3. Introducing WML and Lua parser

Wmlxgettext parse .lua and .cfg (WML) files line-by-line through his own Finite State Machine (Deeply explained in the chapter The State Machine).

This chapter, instead, will explain, in general, how differently WML and Lua codes are managed, and it will explain also:

  • PoCommentedString class (module: ./pywmlx/postring.py)
  • WmlNode class (module: ./pywmlx/postring.py)
  • WmlNodeSentence class (module: ./pywmlx/postring.py)
  • the ./pywmlx/nodemanip.py module

3.1. WML parsing fundamentals

WML (Wesnoth Markup Language) is a “tagged” language, like XML. Every .cfg (WML) file contains a list of nested [tags] wich must be properly closed.
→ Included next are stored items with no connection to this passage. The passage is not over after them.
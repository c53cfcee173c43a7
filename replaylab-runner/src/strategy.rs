//! Strategy assembly: a [`StrategyConfig`] becomes an entry signal plus the
//! feature columns that signal reads.

use replaylab_core::components::{
    ColumnPredictor, ConditionSignal, EntrySignal, Filtered, NullSignal, PredictorFilter,
    PredictorSignal,
};
use replaylab_core::domain::{BarSeries, SeriesError};
use replaylab_core::indicators::{breakout_conditions, BreakoutParams};

use crate::config::StrategyConfig;

const LONG_BREAKOUT: &str = "long_breakout";
const SHORT_BREAKOUT: &str = "short_breakout";

/// Attach the columns the strategy computes itself.
///
/// Only the breakout strategy derives columns; the others read columns the
/// bar source already provides.
pub fn prepare_features(strategy: &StrategyConfig, series: &mut BarSeries) -> Result<(), SeriesError> {
    if let StrategyConfig::Breakout {
        channel_period,
        volume_threshold,
        volume_period,
        ..
    } = strategy
    {
        let params = BreakoutParams {
            channel_period: *channel_period,
            volume_threshold: *volume_threshold,
            volume_period: *volume_period,
        };
        breakout_conditions(series, &params)?;
    }
    Ok(())
}

fn conditions(long: &Option<String>, short: &Option<String>) -> ConditionSignal {
    ConditionSignal::new(long.clone(), short.clone())
}

/// Build the entry signal a strategy config selects.
pub fn build_signal(strategy: &StrategyConfig) -> Box<dyn EntrySignal> {
    match strategy {
        StrategyConfig::Conditions {
            long,
            short,
            entry_price_columns,
            stop_columns,
        } => {
            let mut signal = conditions(long, short);
            if let Some((l, s)) = entry_price_columns {
                signal = signal.with_entry_price_columns(l, s);
            }
            if let Some((l, s)) = stop_columns {
                signal = signal.with_stop_columns(l, s);
            }
            Box::new(signal)
        }
        StrategyConfig::Breakout { long_only, .. } => {
            let short = (!long_only).then(|| SHORT_BREAKOUT.to_string());
            Box::new(ConditionSignal::new(Some(LONG_BREAKOUT.to_string()), short))
        }
        StrategyConfig::Predictor {
            up_column,
            down_column,
            min_confidence,
        } => Box::new(PredictorSignal::new(
            Box::new(ColumnPredictor::new(up_column, down_column)),
            *min_confidence,
        )),
        StrategyConfig::FilteredConditions {
            long,
            short,
            up_column,
            down_column,
            min_confidence,
            require_direction,
        } => {
            let filter = PredictorFilter::new(
                Box::new(ColumnPredictor::new(up_column, down_column)),
                *min_confidence,
            )
            .require_direction(*require_direction);
            Box::new(Filtered::new(
                Box::new(conditions(long, short)),
                Box::new(filter),
            ))
        }
        StrategyConfig::Null => Box::new(NullSignal),
    }
}
//! ReplayLab Runner: run configuration, bar sources, orchestration, sweeps.
//!
//! This crate builds on `replaylab-core` to provide:
//! - TOML run configs with content-addressed run IDs
//! - Bar sources: CSV files and seeded synthetic walks
//! - Single-run orchestration (features, simulation window, warmup)
//! - Parallel parameter sweeps ranked by a fitness metric
//! - JSON / CSV / Markdown artifacts

pub mod config;
pub mod data_loader;
pub mod export;
pub mod fitness;
pub mod runner;
pub mod strategy;
pub mod sweep;
pub mod synthetic;

pub use config::{ConfigError, DataConfig, RunConfig, RunId, SourceConfig, StrategyConfig};
pub use data_loader::{load_bars, BarSource, CsvSource, LoadError, LoadedData};
pub use export::{export_bars_csv, export_sweep_csv, load_artifacts, save_artifacts};
pub use fitness::FitnessMetric;
pub use runner::{
    load_prepared, run_on_series, run_prepared, run_single_backtest, BacktestResult,
    PreparedData, RunError, SCHEMA_VERSION,
};
pub use sweep::{ParamGrid, ParamSweep, SweepResults};
pub use synthetic::SyntheticSource;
Here is a (fake) example of a WML file:

#textdomain your-textdomain-name
[scenario]
   id=scenario_id
   name= _ "scenario name (translatable)"
   map_data = ...

   [objective]
       description= _ "objective text (translatable)"
   [/objective]

   [event]
     name = "start"

     [message]
        message = _"I am saying something (translatable)"
        speaker = id_of_the_speaker
     [/message]

   [/event]
[/scenario]

wmlxgettext must collect all translatable strings, and must keep all important infos contained inside every opened tag. For example, look at the following tag:

[message]
   message = _"I am saying something (translatable)"
   speaker = id_of_the_speaker
[/message]

wmlxgettext must remember that the translatable string “I am saying something (translatable)” appeared at line 15 of your file some-file.cfg, inside a [message] tag with speaker=id_of_the_speaker and store properly those infos into the .po file.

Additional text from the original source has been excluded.